By Stuart Littlewood*
13 December 2007
As the West and Israel prepared to act out their pantomime at Annapolis, Stuart Littlewood joined a party of priests on an unusual mission ‑ to bring moral support to the Christian community in Gaza and their Muslim neighbours, all suffering horribly under the Israeli siege.
Traffic into Gaza through the smart new border “facility” at Erez is down to a trickle since Israel branded this tiny Palestinian seaside enclave a “hostile entity” and imposed a blockade even harsher than before.
We came to Gaza to visit Father Manuel Musallam, who ministers to his flock, runs an excellent school against all odds and is revered as a local hero. If he leaves Gaza the Israelis won't allow him back, so for nine years he has stayed put, isolated. When he heard we were coming, said a colleague, he burst into tears.
After a noisy arrival at breakneck speed with police sirens blaring Palestinian-style, our visit quickly turned into a media circus and an unlikely cavalcade of priests, interpreters, cameramen and armed police took off to inspect the Rafah crossing into Egypt, now closed indefinitely, and then followed the barrier down to the sea and the coast road back to the city.
I noted the deserted beaches and disused fishing boats. Israel has banned fishing off the Gaza coast, ruined the livelihood of 3000 fishermen and deprived local people of a proper diet. Boats defying the ban are fired on.
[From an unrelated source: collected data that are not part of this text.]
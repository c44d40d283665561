// SPDX-License-Identifier: BUSL-1.1
// Copyright (c) 2026 Alfred Jean LLC

//! Skip/overwrite decision for a run request.
//!
//! A default request resumes: only incomplete topics run, and a fully
//! complete company runs nothing. An explicit subset always reruns exactly
//! that subset, overwriting whatever content it had.

use std::collections::BTreeSet;

use rd_core::{TopicError, TopicIndex, TOPIC_COUNT};
use thiserror::Error;

#[derive(Debug, Clone, PartialEq, Eq, Error)]
pub enum PlanError {
    #[error(transparent)]
    InvalidTopic(#[from] TopicError),
}

/// Which topics a request asked for
#[derive(Debug, Clone, PartialEq, Eq)]
pub enum TopicSelection {
    /// No subset, or the full catalog
    Default,
    /// A strict subset to rerun unconditionally
    Explicit(BTreeSet<TopicIndex>),
}

impl TopicSelection {
    /// Interpret the raw topic list of a request.
    ///
    /// Duplicates collapse. An empty list or one naming every topic is the
    /// default selection.
    pub fn from_request(topics: Option<&[u32]>) -> Result<Self, PlanError> {
        let Some(topics) = topics else {
            return Ok(TopicSelection::Default);
        };
        let set = topics
            .iter()
            .map(|&i| TopicIndex::new(i))
            .collect::<Result<BTreeSet<_>, _>>()?;
        if set.is_empty() || set.len() == TOPIC_COUNT {
            Ok(TopicSelection::Default)
        } else {
            Ok(TopicSelection::Explicit(set))
        }
    }

    pub fn single(index: TopicIndex) -> Self {
        TopicSelection::Explicit(BTreeSet::from([index]))
    }
}

/// Outcome of planning
#[derive(Debug, Clone, PartialEq, Eq)]
pub enum RunPlan {
    /// Everything is already complete
    Skip,
    /// Run these topics, in catalog order
    Run(Vec<TopicIndex>),
}

pub fn plan_run(completed: &BTreeSet<TopicIndex>, selection: &TopicSelection) -> RunPlan {
    let topics: Vec<TopicIndex> = match selection {
        TopicSelection::Default => TopicIndex::all().filter(|i| !completed.contains(i)).collect(),
        TopicSelection::Explicit(set) => set.iter().copied().collect(),
    };
    if topics.is_empty() {
        RunPlan::Skip
    } else {
        RunPlan::Run(topics)
    }
}

#[cfg(test)]
#[path = "planner_tests.rs"]
mod tests;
The Gaza Strip is sealed off from the outside world with an Israeli fence guarded by watchtowers, snipers, tanks, armoured bulldozers and drones. Israel pretended to withdraw two years ago but still controls Gaza's airspace, coastal waters and airwaves. It has the place bottled up like a prison and makes frequent incursions.
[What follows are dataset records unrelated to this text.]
// SPDX-License-Identifier: BUSL-1.1
// Copyright (c) 2026 Alfred Jean LLC

//! Process supervision capability: spawn a child, observe its exit, kill it.

mod local;

pub use local::LocalProcessAdapter;

use std::path::PathBuf;

use async_trait::async_trait;
use thiserror::Error;
use tokio::sync::watch;

/// Errors from process operations
#[derive(Debug, Error)]
pub enum ProcessError {
    #[error("failed to spawn {}: {source}", program.display())]
    SpawnFailed {
        program: PathBuf,
        #[source]
        source: std::io::Error,
    },

    #[error("failed to open log file {}: {source}", path.display())]
    LogFile {
        path: PathBuf,
        #[source]
        source: std::io::Error,
    },
}

/// What to run
#[derive(Debug, Clone, PartialEq, Eq)]
pub struct SpawnSpec {
    pub program: PathBuf,
    pub args: Vec<String>,
    pub env: Vec<(String, String)>,
    /// File receiving the child's stdout and stderr (appended)
    pub log_path: Option<PathBuf>,
}

impl SpawnSpec {
    pub fn new(program: impl Into<PathBuf>) -> Self {
        Self { program: program.into(), args: Vec::new(), env: Vec::new(), log_path: None }
    }

    pub fn arg(mut self, arg: impl Into<String>) -> Self {
        self.args.push(arg.into());
        self
    }

    pub fn env(mut self, key: impl Into<String>, value: impl Into<String>) -> Self {
        self.env.push((key.into(), value.into()));
        self
    }

    pub fn log_path(mut self, path: impl Into<PathBuf>) -> Self {
        self.log_path = Some(path.into());
        self
    }
}

/// How a supervised process ended
#[derive(Debug, Clone, PartialEq, Eq)]
pub enum ExitResult {
    Exited(i32),
    /// Terminated by a signal (including our own kill)
    Signaled,
    /// The exit could not be observed; the process is treated as gone
    WaitFailed(String),
}

impl ExitResult {
    pub fn success(&self) -> bool {
        matches!(self, ExitResult::Exited(0))
    }
}

impl std::fmt::Display for ExitResult {
    fn fmt(&self, f: &mut std::fmt::Formatter<'_>) -> std::fmt::Result {
        match self {
            ExitResult::Exited(code) => write!(f, "exit code {}", code),
            ExitResult::Signaled => f.write_str("killed by signal"),
            ExitResult::WaitFailed(e) => write!(f, "wait failed: {}", e),
        }
    }
}

/// Handle to a spawned process.
///
/// Cloneable; every clone observes the same exit notification.
#[derive(Debug, Clone)]
pub struct ProcessHandle {
    id: u64,
    pid: Option<u32>,
    exit: watch::Receiver<Option<ExitResult>>,
}

impl ProcessHandle {
    pub(crate) fn new(id: u64, pid: Option<u32>, exit: watch::Receiver<Option<ExitResult>>) -> Self {
        Self { id, pid, exit }
    }

    /// Adapter-local handle id
    pub fn id(&self) -> u64 {
        self.id
    }

    /// OS process id, when known
    pub fn pid(&self) -> Option<u32> {
        self.pid
    }

    pub fn exit_result(&self) -> Option<ExitResult> {
        self.exit.borrow().clone()
    }

    pub fn is_alive(&self) -> bool {
        self.exit.borrow().is_none()
    }

    /// Resolve once the process has exited
    pub async fn wait(&self) -> ExitResult {
        let mut exit = self.exit.clone();
        loop {
            if let Some(result) = exit.borrow_and_update().clone() {
                return result;
            }
            if exit.changed().await.is_err() {
                return exit
                    .borrow()
                    .clone()
                    .unwrap_or_else(|| ExitResult::WaitFailed("exit channel closed".to_string()));
            }
        }
    }
}

/// Adapter for spawning and supervising child processes
#[async_trait]
pub trait ProcessAdapter: Clone + Send + Sync + 'static {
    /// Start a process. It keeps running independently of the caller.
    async fn spawn(&self, spec: SpawnSpec) -> Result<ProcessHandle, ProcessError>;

    /// Block until the process exits
    async fn wait(&self, handle: &ProcessHandle) -> ExitResult {
        handle.wait().await
    }

    /// Non-blocking liveness check
    fn is_alive(&self, handle: &ProcessHandle) -> bool {
        handle.is_alive()
    }

    /// Request termination. Exit is still observed through `wait`.
    async fn kill(&self, handle: &ProcessHandle) -> Result<(), ProcessError>;
}

#[cfg(any(test, feature = "test-support"))]
#[cfg_attr(coverage_nightly, coverage(off))]
mod fake {
    use super::{ExitResult, ProcessAdapter, ProcessError, ProcessHandle, SpawnSpec};
    use async_trait::async_trait;
    use parking_lot::Mutex;
    use std::collections::HashMap;
    use std::sync::Arc;
    use tokio::sync::watch;

    /// Recorded spawn
    #[derive(Debug, Clone)]
    pub struct SpawnCall {
        pub id: u64,
        pub spec: SpawnSpec,
    }

    #[derive(Default)]
    struct FakeProcessState {
        spawns: Vec<SpawnCall>,
        kills: Vec<u64>,
        running: HashMap<u64, watch::Sender<Option<ExitResult>>>,
        fail_next: Option<String>,
        next_id: u64,
    }

    /// Fake process adapter: processes live until the test ends them
    #[derive(Clone, Default)]
    pub struct FakeProcessAdapter {
        inner: Arc<Mutex<FakeProcessState>>,
    }

    impl FakeProcessAdapter {
        pub fn new() -> Self {
            Self::default()
        }

        /// Make the next spawn fail with the given message
        pub fn fail_next_spawn(&self, message: impl Into<String>) {
            self.inner.lock().fail_next = Some(message.into());
        }

        pub fn spawns(&self) -> Vec<SpawnCall> {
            self.inner.lock().spawns.clone()
        }

        pub fn kills(&self) -> Vec<u64> {
            self.inner.lock().kills.clone()
        }

        pub fn running_count(&self) -> usize {
            self.inner.lock().running.len()
        }

        /// End a process with the given result
        pub fn exit(&self, id: u64, result: ExitResult) {
            if let Some(tx) = self.inner.lock().running.remove(&id) {
                let _ = tx.send(Some(result));
            }
        }

        /// End the most recently spawned process
        pub fn exit_last(&self, result: ExitResult) {
            let last = self.inner.lock().spawns.last().map(|s| s.id);
            if let Some(id) = last {
                self.exit(id, result);
            }
        }
    }

    #[async_trait]
    impl ProcessAdapter for FakeProcessAdapter {
        async fn spawn(&self, spec: SpawnSpec) -> Result<ProcessHandle, ProcessError> {
            let mut inner = self.inner.lock();
            if let Some(message) = inner.fail_next.take() {
                return Err(ProcessError::SpawnFailed {
                    program: spec.program,
                    source: std::io::Error::new(std::io::ErrorKind::NotFound, message),
                });
            }
            inner.next_id += 1;
            let id = inner.next_id;
            let (tx, rx) = watch::channel(None);
            inner.running.insert(id, tx);
            inner.spawns.push(SpawnCall { id, spec });
            Ok(ProcessHandle::new(id, Some(10_000 + id as u32), rx))
        }

        async fn kill(&self, handle: &ProcessHandle) -> Result<(), ProcessError> {
            self.inner.lock().kills.push(handle.id());
            self.exit(handle.id(), ExitResult::Signaled);
            Ok(())
        }
    }
}

#[cfg(any(test, feature = "test-support"))]
pub use fake::{FakeProcessAdapter, SpawnCall};

#[cfg(test)]
#[path = "mod_tests.rs"]
mod tests;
Much of it is blasted to rubble but many fine buildings survive. So does the defiant community. One can easily imagine Gaza blossoming into a coastal paradise, but right now the strangulated economy is in free-fall and, for 1.5 million ordinary folk, life is hell. Unemployment stands at 65 per cent , and 80 per cent live below the poverty line.
Fuel is running out, so are basics like washing powder. Shattered infrastructure and food shortages mean serious public health problems. Power cuts disrupt hospitals and vital drugs cannot be kept refrigerated. Thousands look death in the face as medical care collapses.
A friend emailed: "Today in Gaza we have no cement to build graves for those who die."
We were also there to show solidarity with the whole population, Muslim and Christian, against the crippling economic sanctions that have led to this crisis.
According to the Ministry of Health, 450 cancer patients (35 per cent of them children) are forbidden to leave Gaza for treatment or surgery. Many go without medication because cancer drugs are blocked or delayed at the border. There's no radiotherapy.
Four hundred renal failure patients should be getting dialysis three times a week but 20 of the 69 machines have broken down ‑ no spares ‑ and treatment has been cut to twice a week.
Four hundred cardiac patients suffer unnecessarily owing to shortage of drugs.
Spares for therapeutic and diagnostic equipment cannot get through.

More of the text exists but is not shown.